Jednak miedź zdołała się umocnić ze względu na trzy zjawiska. Pandemia przyczyniła się do wzrostu oczekiwań dotyczących popytu na potrzeby projektów infrastrukturalnych, w szczególności w Chinach. Potwierdzenie uzyskamy jednak dopiero w postaci wzrostu notowań przedsiębiorstw budowlanych. Drugim aspektem była fala spekulacyjnych transakcji kupna, nie tylko na giełdzie nowojorskiej czy londyńskiej, ale również w Chinach, ze względu na wspomniany wzrost apetytu na ryzyko.
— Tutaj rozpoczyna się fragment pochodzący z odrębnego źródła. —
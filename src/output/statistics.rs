use crate::models::{
    AllocationOutcome, CpuPolicy, DiskPolicy, DiskSchedulingResult, FragmentationReport,
    MemoryBlock, SchedulingResult,
};
use crate::log;
use std::cmp::Ordering;

// 통계 계산을 위한 헬퍼 구조체
#[derive(Default)]
pub struct MetricStats {
    values: Vec<f64>,
    sum: f64,
    min: f64,
    max: f64,
}

impl MetricStats {
    pub fn new() -> Self {
        Self {
            values: Vec::new(),
            sum: 0.0,
            min: f64::MAX,
            max: 0.0,
        }
    }

    pub fn from_values(values: impl IntoIterator<Item = f64>) -> Self {
        let mut stats = Self::new();
        for value in values {
            stats.add(value);
        }
        stats
    }

    pub fn add(&mut self, value: f64) {
        self.values.push(value);
        self.sum += value;
        self.min = self.min.min(value);
        self.max = self.max.max(value);
    }

    pub fn len(&self) -> usize {
        self.values.len()
    }

    pub fn is_empty(&self) -> bool {
        self.values.is_empty()
    }

    pub fn min(&self) -> f64 {
        if self.values.is_empty() {
            0.0
        } else {
            self.min
        }
    }

    pub fn max(&self) -> f64 {
        self.max
    }

    pub fn avg(&self) -> f64 {
        if self.values.is_empty() {
            0.0
        } else {
            self.sum / self.values.len() as f64
        }
    }

    pub fn median(&self) -> f64 {
        if self.values.is_empty() {
            return 0.0;
        }

        let sorted = self.sorted();
        let mid = sorted.len() / 2;
        if sorted.len() % 2 == 0 {
            (sorted[mid - 1] + sorted[mid]) / 2.0
        } else {
            sorted[mid]
        }
    }

    pub fn std_dev(&self) -> f64 {
        if self.values.len() <= 1 {
            return 0.0;
        }
        let avg = self.avg();
        let variance = self
            .values
            .iter()
            .map(|&v| {
                let diff = avg - v;
                diff * diff
            })
            .sum::<f64>()
            / (self.values.len() - 1) as f64;
        variance.sqrt()
    }

    pub fn percentile(&self, p: f64) -> f64 {
        if self.values.is_empty() {
            return 0.0;
        }
        let sorted = self.sorted();
        let idx = (p / 100.0 * (sorted.len() - 1) as f64).round() as usize;
        sorted[idx]
    }

    fn sorted(&self) -> Vec<f64> {
        let mut sorted = self.values.clone();
        sorted.sort_by(|a, b| a.partial_cmp(b).unwrap_or(Ordering::Equal));
        sorted
    }
}

fn print_metric_row(name: &str, stats: &MetricStats) {
    log!(
        "{:<12} | {:>8.2} | {:>8.2} | {:>8.2} | {:>8.2} | {:>8.2} | {:>8.2}",
        name,
        stats.avg(),
        stats.min(),
        stats.median(),
        stats.max(),
        stats.std_dev(),
        stats.percentile(90.0)
    );
}

pub fn print_cpu_statistics(policy: CpuPolicy, result: &SchedulingResult) {
    log!("\n=== CPU Scheduling: {} ===", policy.display_name());

    log!(
        "{:<8} | {:>7} | {:>5} | {:>8} | {:>5} | {:>10} | {:>7} | {:>10} | {:>8}",
        "Process", "Arrival", "Burst", "Priority", "Start", "Completion", "Waiting", "Turnaround", "Response"
    );
    for p in &result.processes {
        log!(
            "{:<8} | {:>7} | {:>5} | {:>8} | {:>5} | {:>10} | {:>7} | {:>10} | {:>8}",
            p.process.id,
            p.process.arrival_time,
            p.process.burst_time,
            p.process.priority,
            p.metrics.start_time,
            p.metrics.completion_time,
            p.metrics.waiting_time,
            p.metrics.turnaround_time,
            p.metrics.response_time
        );
    }

    // Gantt 차트 텍스트 표현
    log!("\nTimeline:");
    let segments: Vec<String> = result
        .timeline
        .iter()
        .map(|b| format!("[{} {}-{}]", b.occupant.label(), b.start, b.end))
        .collect();
    log!("  {}", segments.join(" "));

    log!("\nSummary:");
    log!("  Makespan: {}", result.makespan());
    log!("  Idle time: {}", result.idle_time());
    log!("  Context switches: {}", result.context_switches());
    log!("  Average waiting time: {:.2}", result.average_waiting_time);
    log!("  Average turnaround time: {:.2}", result.average_turnaround_time);
    log!("  Average response time: {:.2}", result.average_response_time);
    log!("  CPU utilization: {:.2}%", result.cpu_utilization * 100.0);

    if result.processes.len() > 1 {
        log!(
            "\n{:<12} | {:>8} | {:>8} | {:>8} | {:>8} | {:>8} | {:>8}",
            "Metric", "avg", "min", "median", "max", "std", "p90"
        );
        let waiting = MetricStats::from_values(result.processes.iter().map(|p| p.metrics.waiting_time as f64));
        let turnaround =
            MetricStats::from_values(result.processes.iter().map(|p| p.metrics.turnaround_time as f64));
        let response = MetricStats::from_values(result.processes.iter().map(|p| p.metrics.response_time as f64));
        print_metric_row("waiting", &waiting);
        print_metric_row("turnaround", &turnaround);
        print_metric_row("response", &response);
    }
}

/// 정책별 비교 표 (같은 워크로드)
pub fn print_comparison(results: &[(CpuPolicy, SchedulingResult)]) {
    log!("\n=== CPU Scheduling Comparison ===");
    log!(
        "{:<28} | {:>8} | {:>10} | {:>8} | {:>8} | {:>8} | {:>8}",
        "Policy", "Waiting", "Turnaround", "Response", "Util(%)", "Makespan", "Switches"
    );
    for (policy, result) in results {
        log!(
            "{:<28} | {:>8.2} | {:>10.2} | {:>8.2} | {:>8.2} | {:>8} | {:>8}",
            policy.display_name(),
            result.average_waiting_time,
            result.average_turnaround_time,
            result.average_response_time,
            result.cpu_utilization * 100.0,
            result.makespan(),
            result.context_switches()
        );
    }

    // 평균 대기 시간이 가장 짧은 정책
    let best = results.iter().min_by(|a, b| {
        a.1.average_waiting_time
            .partial_cmp(&b.1.average_waiting_time)
            .unwrap_or(Ordering::Equal)
    });
    if let Some((policy, result)) = best {
        log!(
            "\nLowest average waiting time: {} ({:.2})",
            policy.display_name(),
            result.average_waiting_time
        );
    }
}

pub fn print_memory_outcome(outcome: &AllocationOutcome) {
    if outcome.success {
        log!("  OK   {}", outcome.message);
    } else {
        log!("  FAIL {}", outcome.message);
    }
}

pub fn print_memory_statistics(blocks: &[MemoryBlock], report: &FragmentationReport) {
    log!("\n=== Memory Blocks ===");
    log!(
        "{:<6} | {:>8} | {:<12} | {:>8} | {:>9}",
        "Block", "Size(KB)", "Process", "Used(KB)", "Internal"
    );
    for block in blocks {
        match &block.tenant {
            Some(tenant) => log!(
                "{:<6} | {:>8} | {:<12} | {:>8} | {:>9}",
                block.id,
                block.size,
                tenant.name,
                tenant.size,
                block.size - tenant.size
            ),
            None => log!(
                "{:<6} | {:>8} | {:<12} | {:>8} | {:>9}",
                block.id, block.size, "-", "-", "-"
            ),
        }
    }

    log!("\nFragmentation:");
    log!("  Total capacity: {}KB", report.total_capacity);
    log!("  Allocated: {}KB", report.total_allocated_memory);
    log!("  Free: {}KB", report.total_free_memory);
    log!("  Internal fragmentation: {}KB", report.internal_fragmentation);
    log!("  External fragmentation: {}KB", report.external_fragmentation);
    log!("  Utilization: {:.2}%", report.utilization_percentage);
}

pub fn print_disk_statistics(policy: DiskPolicy, head: u64, result: &DiskSchedulingResult) {
    log!("\n=== Disk Scheduling: {} ===", policy.display_name());
    log!("Initial head position: {}", head);

    if result.is_empty() {
        log!("{}", result.message());
        return;
    }

    let path: Vec<String> = result.sequence.iter().map(|c| c.to_string()).collect();
    log!("Sequence: {}", path.join(" -> "));

    log!("\n{:<5} | {:>6} | {:>6} | {:>6} | {:>8}", "Step", "From", "To", "Seek", "Request");
    for (step, op) in result.seek_operations.iter().enumerate() {
        let request = op
            .request
            .map(|id| id.to_string())
            .unwrap_or_else(|| "edge".to_string());
        log!(
            "{:<5} | {:>6} | {:>6} | {:>6} | {:>8}",
            step + 1,
            op.from,
            op.to,
            op.seek,
            request
        );
    }

    let seeks = MetricStats::from_values(result.seek_operations.iter().map(|op| op.seek as f64));
    log!("\nSummary:");
    log!("  Requests served: {}", result.served_requests());
    log!("  Total seek time: {}", result.total_seek_time);
    log!("  Average seek per request: {:.2}", result.average_seek_time());
    log!("  Longest single seek: {:.0}", seeks.max());
    log!("  Seek std deviation: {:.2}", seeks.std_dev());
}

#[cfg(test)]
mod tests {
    use super::*;

    #[test]
    fn test_metric_stats() {
        let stats = MetricStats::from_values([4.0, 1.0, 3.0, 2.0]);
        assert_eq!(stats.len(), 4);
        assert_eq!(stats.avg(), 2.5);
        assert_eq!(stats.median(), 2.5);
        assert_eq!(stats.min(), 1.0);
        assert_eq!(stats.max(), 4.0);
        assert_eq!(stats.percentile(100.0), 4.0);
        assert!((stats.std_dev() - 1.290_994).abs() < 1e-6);
    }

    #[test]
    fn test_metric_stats_empty() {
        let stats = MetricStats::new();
        assert!(stats.is_empty());
        assert_eq!(stats.avg(), 0.0);
        assert_eq!(stats.min(), 0.0);
        assert_eq!(stats.median(), 0.0);
        assert_eq!(stats.percentile(90.0), 0.0);
    }
}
Największy wpływ miało jednak ograniczenie dostaw z Chile, największego eksportera miedzi na świecie, po tym jak tysiące górników zakaziło się koronawirusem.
Mimo iż miedź wykazuje znaczne tempo wzrostu, jesteśmy coraz bardziej sceptyczni co do zdolności tego metalu do dalszego umocnienia. RSI, na najwyższym poziomie od listopada 2016 r., wydaje się dążyć do spadku w okolice 2,75-2,65 USD/lb. W perspektywie krótkoterminowej kolejny ruch będzie zależny od zachowania inwestorów spekulacyjnych, dalszego apetytu na ryzyko i sytuacji dotyczącej dostaw z Chile.